MATERIAL SUPPLIED –
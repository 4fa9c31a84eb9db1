//! Key/value cache stored in a database table
//!
//! The cache is written and read far more often than anything else, so
//! [`DatabaseStorage`] compiles its UPDATE and SELECT once and only rebinds
//! their values on later calls.

use std::collections::HashMap;
use std::fmt;
use std::sync::Arc;
use std::time::{SystemTime, UNIX_EPOCH};

use serde::de::DeserializeOwned;
use serde::Serialize;
use strata_core::prelude::*;
use strata_core::{QueryResult, SelectQuery, UpdateQuery};
use tracing::{debug, info};

use crate::config::DEFAULT_CACHE_DRIVER;
use crate::{DriverRegistry, Encrypter, Error, Result, Settings};

const CREATE_TABLE: &str =
    "CREATE TABLE IF NOT EXISTS cache (cKey TEXT PRIMARY KEY, cData TEXT, cExpires INTEGER)";

/// A cache backend
pub trait Storage: fmt::Debug {
    /// Store `value` as is. `expires` is a lifetime in seconds, 0 never
    /// expires.
    fn set_raw(&mut self, key: &str, value: &str, expires: i64) -> Result<bool>;

    /// The stored string, or `None` for a missing or expired key
    fn get_raw(&mut self, key: &str) -> Result<Option<String>>;

    /// Store any serializable value as JSON
    fn set<T>(&mut self, key: &str, value: &T, expires: i64) -> Result<bool>
    where
        Self: Sized,
        T: Serialize + ?Sized,
    {
        self.set_raw(key, &serde_json::to_string(value)?, expires)
    }

    fn get<T>(&mut self, key: &str) -> Result<Option<T>>
    where
        Self: Sized,
        T: DeserializeOwned,
    {
        decode(self.get_raw(key)?)
    }

    fn remove(&mut self, key: &str) -> Result<bool>;

    /// Drop every entry
    fn flush(&mut self) -> Result<bool>;

    fn close(&mut self);
}

/// Typed access for backends picked at runtime
impl dyn Storage {
    pub fn set<T>(&mut self, key: &str, value: &T, expires: i64) -> Result<bool>
    where
        T: Serialize + ?Sized,
    {
        self.set_raw(key, &serde_json::to_string(value)?, expires)
    }

    pub fn get<T: DeserializeOwned>(&mut self, key: &str) -> Result<Option<T>> {
        decode(self.get_raw(key)?)
    }
}

fn decode<T: DeserializeOwned>(raw: Option<String>) -> Result<Option<T>> {
    match raw {
        Some(raw) => Ok(Some(serde_json::from_str(&raw)?)),
        None => Ok(None),
    }
}

fn unix_now() -> i64 {
    SystemTime::now()
        .duration_since(UNIX_EPOCH)
        .map(|elapsed| elapsed.as_secs() as i64)
        .unwrap_or(0)
}

/// [`Storage`] backed by the `cache` table of a database.
///
/// With an encrypter attached, `cData` holds ciphertext and reads that do not
/// decrypt under the key fail with [`Error::Crypt`].
#[derive(Debug)]
pub struct DatabaseStorage {
    db: Database,
    replace: Option<UpdateQuery>,
    select: Option<SelectQuery>,
    cipher: Option<(Arc<dyn Encrypter>, String)>,
}

impl DatabaseStorage {
    /// Use `db`, creating the `cache` table when it is missing
    pub fn new(db: Database) -> Result<Self> {
        if !db.is_connected() {
            return Err(Error::config(format!(
                "Could not connect to the cache database: {}",
                db.connect_error().unwrap_or_default()
            )));
        }

        db.execute(CREATE_TABLE, "", &[])?;
        if let Some(error) = db.query_error() {
            return Err(Error::config(format!(
                "Could not create the cache table: {}",
                error
            )));
        }

        Ok(Self {
            db,
            replace: None,
            select: None,
            cipher: None,
        })
    }

    /// Encrypt stored values with `encrypter` under `key`
    pub fn with_encrypter(mut self, encrypter: Arc<dyn Encrypter>, key: impl Into<String>) -> Self {
        self.cipher = Some((encrypter, key.into()));
        self
    }

    pub fn is_encrypted(&self) -> bool {
        self.cipher.is_some()
    }

    pub fn open(protocol: &str, registry: &DriverRegistry) -> Result<Self> {
        Self::new(registry.open(protocol)?)
    }

    /// Open the `CACHE` protocol, or `DATABASE` when no cache is configured
    pub fn from_settings(settings: &Settings, registry: &DriverRegistry) -> Result<Self> {
        Self::open(settings.cache_protocol()?, registry)
    }

    pub fn database(&self) -> &Database {
        &self.db
    }

    /// Delete entries whose lifetime has run out
    pub fn purge_expired(&mut self) -> Result<u64> {
        let purged = self.db.execute(
            "DELETE FROM cache WHERE cExpires < ? AND cExpires > ?",
            "ii",
            &[Value::I64(unix_now()), Value::I64(0)],
        )?;
        if purged > 0 {
            info!(purged, "purged expired cache entries");
        }
        Ok(purged)
    }

    fn replace_entry(&mut self, key: &str, value: &str, expires: i64) -> Result<u64> {
        let db = &self.db;
        let replace = self.replace.get_or_insert_with(|| {
            let mut query = db
                .update("cache")
                .ignore()
                .add_segment_ids(["expires", "data", "key"])
                .field("cExpires", 'i', Value::Null)
                .field("cData", 's', Value::Null)
                .cond("cKey", 's', Value::Null);
            query.compile();
            query
        });

        let affected = replace
            .set_segment_input("key", [key])
            .set_segment_input("data", [value])
            .set_segment_input("expires", [expires])
            .execute()?;
        if affected > 0 {
            return Ok(affected);
        }

        debug!(key, "new cache key");
        Ok(self
            .db
            .insert("cache")
            .field("cKey", 's', key)
            .field("cData", 's', value)
            .field("cExpires", 'i', expires)
            .execute()?)
    }

    fn select_entry(&mut self, key: &str) -> Result<Option<Box<dyn QueryResult>>> {
        let db = &self.db;
        let select = self.select.get_or_insert_with(|| {
            let live = db
                .condition("or")
                .add_segment_ids(["never", "now"])
                .cond("cExpires", 'i', 0)
                .cond_op("cExpires", ">", 'i', Value::Null);
            let mut query = db
                .select("cache")
                .field("cData")
                .add_segment_ids(["key"])
                .cond("cKey", 's', Value::Null)
                .cond_group(live);
            query.compile();
            query
        });

        Ok(select
            .set_segment_input("key", [key])
            .set_segment_input("now", [unix_now()])
            .enquire()?)
    }
}

impl Storage for DatabaseStorage {
    fn set_raw(&mut self, key: &str, value: &str, expires: i64) -> Result<bool> {
        let expires = if expires > 0 {
            unix_now() + expires
        } else {
            expires
        };
        let sealed;
        let value = match &self.cipher {
            Some((encrypter, secret)) => {
                sealed = encrypter.encrypt(value, secret)?;
                sealed.as_str()
            }
            None => value,
        };
        Ok(self.replace_entry(key, value, expires)? > 0)
    }

    fn get_raw(&mut self, key: &str) -> Result<Option<String>> {
        let row = match self.select_entry(key)? {
            Some(mut result) => result.fetch(true),
            None => None,
        };
        let data = row
            .and_then(|values| values.into_iter().next())
            .and_then(|data| data.as_text());
        match (data, &self.cipher) {
            (Some(data), Some((encrypter, secret))) => {
                Ok(Some(encrypter.decrypt(&data, secret)?))
            }
            (data, _) => Ok(data),
        }
    }

    fn remove(&mut self, key: &str) -> Result<bool> {
        self.db
            .execute("DELETE FROM cache WHERE cKey = ?", "s", &[Value::from(key)])?;
        Ok(true)
    }

    fn flush(&mut self) -> Result<bool> {
        self.db.execute("DELETE FROM cache", "", &[])?;
        Ok(true)
    }

    fn close(&mut self) {
        self.replace = None;
        self.select = None;
        self.db.close();
    }
}

/// Opens a cache backend from a protocol
pub type StorageFactory = fn(&str, &DriverRegistry) -> Result<Box<dyn Storage>>;

fn open_database_storage(protocol: &str, drivers: &DriverRegistry) -> Result<Box<dyn Storage>> {
    Ok(Box::new(DatabaseStorage::open(protocol, drivers)?))
}

/// Maps cache backend names to factories
#[derive(Debug, Clone, Default)]
pub struct StorageRegistry {
    backends: HashMap<String, StorageFactory>,
}

impl StorageRegistry {
    pub fn new() -> Self {
        Self::default()
    }

    /// A registry holding the `database` backend
    pub fn with_defaults() -> Self {
        let mut registry = Self::new();
        registry.register(DEFAULT_CACHE_DRIVER, open_database_storage);
        registry
    }

    pub fn register(&mut self, name: &str, factory: StorageFactory) -> Option<StorageFactory> {
        self.backends.insert(name.to_string(), factory)
    }

    pub fn contains(&self, name: &str) -> bool {
        self.backends.contains_key(name)
    }

    pub fn open(
        &self,
        name: &str,
        protocol: &str,
        drivers: &DriverRegistry,
    ) -> Result<Box<dyn Storage>> {
        let factory = self
            .backends
            .get(name)
            .ok_or_else(|| Error::unknown_driver(name))?;
        info!(backend = name, "opening cache");
        factory(protocol, drivers)
    }

    /// Open the backend named by `CACHE_DRIVER` on the cache protocol
    pub fn from_settings(
        &self,
        settings: &Settings,
        drivers: &DriverRegistry,
    ) -> Result<Box<dyn Storage>> {
        let name = settings.cache_driver();
        if !self.contains(name) {
            return Err(Error::unknown_driver(name));
        }
        self.open(name, settings.cache_protocol()?, drivers)
    }
}
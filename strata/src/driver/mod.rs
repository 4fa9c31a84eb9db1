//! Database drivers

#[cfg(feature = "sqlite")]
pub mod sqlite;
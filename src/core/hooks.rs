//! Hook traits for extensibility
//!
//! Defines the seam between the bridging engine and the packet handlers
//! injected into it.

use bytes::Bytes;

use crate::error::Result;

/// A packet handler sits inside one direction of a session and sees every
/// chunk that crosses it.
///
/// Synchronous by design: transform and chunk-size queries run to
/// completion without yielding, so a handler swap can never race with an
/// in-flight call. The suspension points of a Pipe are exactly its stream
/// read and write.
pub trait PacketHandler {
    /// Preferred read size for the next chunk, queried before every read.
    /// May change between calls; callers must not assume a constant.
    fn chunk_size(&mut self) -> Result<usize>;

    /// Inspect or rewrite one chunk. `None` means forward the original
    /// bytes unchanged; `Some(bytes)` replaces them (empty drops the chunk).
    fn transform(&mut self, chunk: &[u8]) -> Result<Option<Bytes>>;
}

/// Direction of byte flow within a session
#[derive(Debug, Clone, Copy, PartialEq, Eq)]
pub enum Direction {
    /// Client to remote server
    ClientToServer,
    /// Remote server back to client
    ServerToClient,
}

impl Direction {
    /// Handler script name for this direction within an endpoint bundle.
    pub fn script_name(&self) -> &'static str {
        match self {
            Direction::ClientToServer => "cl.lua",
            Direction::ServerToClient => "sv.lua",
        }
    }
}

impl std::fmt::Display for Direction {
    fn fmt(&self, f: &mut std::fmt::Formatter<'_>) -> std::fmt::Result {
        match self {
            Direction::ClientToServer => write!(f, "client->server"),
            Direction::ServerToClient => write!(f, "server->client"),
        }
    }
}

TASK GOAL –
All lines above with the word "that" need to be reported.

REPLY –
/// With an encrypter attached, `cData` holds ciphertext and reads that do not
/// chunk that crosses it.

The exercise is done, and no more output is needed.